Today’s coffee… was many hours ago. It’s 9:00 p.m.
… and I’m in Obihiro. Tomorrow and the day after will be concerts. We’re playing sonatas by Chopin and Mendelssohn as well as some other stuff. It looks like it will be sunny, and if I can put off catching a cold for a couple more days, it will be the first time in a long time that we’ve had a sunny day concert with both of us healthy. Yay! Anyway, here is a poster in case you happen to be in the Obihiro area and you want to come. Or, you can just look at it. I think this one is particularly nice!
Saturday afternoon, the youth group came over to watch one of my favourite movies: 耳をすませば (Mimi o sumaseba; English title is Whisper of the Heart). I watched this particular movie for the first time when I was in college at a time when I was pretty discouraged about my progress as a musician. I found it very encouraging and moving, although I couldn’t really put my finger on why that was. I thought it was because the main characters were artists like me.
This time, I noticed a theme that I really hadn’t noticed before: fear of failure. The first time I watched the movie, I had been struggling with finding the motivation to practice my cello; I questioned whether I would ever be able to play as well as a professional should be able to, and my fear paralyzed me from getting anything done in the practice room, or even making it into the practice room at all. If I thought something was impossible for me, my reaction was to conserve energy and time by giving up before I even started. In that respect, school was good for me; periodic performances and various deadlines that had to be met provided motivation.

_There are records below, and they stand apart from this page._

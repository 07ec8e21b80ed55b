use std::cmp::min;
use std::fmt::{Debug, Formatter};
use std::net::SocketAddr;
use std::time::Duration;

use tokio::time::Instant;

use crate::endpoint::{EndpointSource, IpFamily, TransportVariant};

/// Stable arena index of an [Endpoint]. Ids are never reused for the lifetime of a selector, so
///  a stale id simply fails to resolve after the arena was cleared.
#[derive(Copy, Clone, Eq, PartialEq, Hash, Ord, PartialOrd)]
pub struct EndpointId(pub(crate) u32);

impl Debug for EndpointId {
    fn fmt(&self, f: &mut Formatter<'_>) -> std::fmt::Result {
        write!(f, "#{}", self.0)
    }
}

/// The result of using an endpoint, as reported back to the selector
#[derive(Debug, Copy, Clone, Eq, PartialEq)]
pub enum Outcome {
    /// the endpoint acknowledged a report
    Success,
    /// the endpoint is handed back without evidence either way, e.g. after a response timeout.
    ///  This does not count as a failure.
    Recycled,
    /// the endpoint itself is implicated in a failure
    Failed,
}

#[derive(Clone, Debug)]
pub struct Endpoint {
    pub addr: SocketAddr,
    pub family: IpFamily,
    pub variant: TransportVariant,
    pub source: EndpointSource,
    /// `None` means immediately eligible. While the endpoint is in use, this holds the time it
    ///  was handed out.
    pub next_eligible_time: Option<Instant>,
    pub backoff: Duration,
    pub has_ever_succeeded: bool,
}

impl Endpoint {
    pub fn new(addr: SocketAddr, variant: TransportVariant, source: EndpointSource) -> Endpoint {
        Endpoint {
            addr,
            family: IpFamily::of(&addr),
            variant,
            source,
            next_eligible_time: None,
            backoff: Duration::ZERO,
            has_ever_succeeded: false,
        }
    }

    pub fn is_eligible(&self, now: Instant) -> bool {
        match self.next_eligible_time {
            None => true,
            Some(t) => t <= now,
        }
    }

    pub fn reset_backoff(&mut self) {
        self.backoff = Duration::ZERO;
        self.next_eligible_time = None;
    }

    /// First failure, or any failure of an endpoint that never succeeded, starts at the initial
    ///  backoff. Subsequent failures double the previous backoff up to the maximum.
    pub fn apply_failure(&mut self, now: Instant, initial: Duration, max: Duration) {
        self.backoff = if self.backoff.is_zero() || !self.has_ever_succeeded {
            initial
        }
        else {
            min(self.backoff.saturating_mul(2), max)
        };
        self.next_eligible_time = Some(now + self.backoff);
    }
}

In the movie, one of the main characters dreams of becoming a violin maker; he decided to go to Italy to see if he has the talent to succeed. “If I don’t test myself, I won’t know whether or not I can do it,” he said. Such a character, well aware of his own limitations but boldly progressing towards his goal, is one I find to be very inspiring.
Returning to the children’s message, I decided to write the story in my own words. Well, not really my own words; the lines I gave to Gideon and other characters were “men’s Japanese” which I had been told never ever to use. I used anime for boys as a reference and had it checked by a guy friend at church. As I wrote, I realized how much the author goes out of their way to show just how much of a wimp Gideon was. But somehow Gideon, who thinks he is in control of his own life and capable of saving his own skin, becomes strong through God’s power, not his own.
Talking to Keith afterwards about the movie and the children’s talk, he pointed out that fear of failure is a common theme in both Gideon’s story and Mimi o sumaseba (Whisper of the Heart); it’s also a recurring theme in my life. I think I may have been too quick to write myself off from public speaking, especially children’s messages (although please don’t make me do too many). If this is what God wants me to do, he can give me the strength to do it, even if I whine every step of the way. But it’s a lot better without the whining.
My experience of God’s work in Japan has been full of Gideon moments: “This can’t possibly work,” I think to myself. But if God’s hand is in it, anything can be a stepping stone to someone’s salvation, even my less-than-superb public speaking.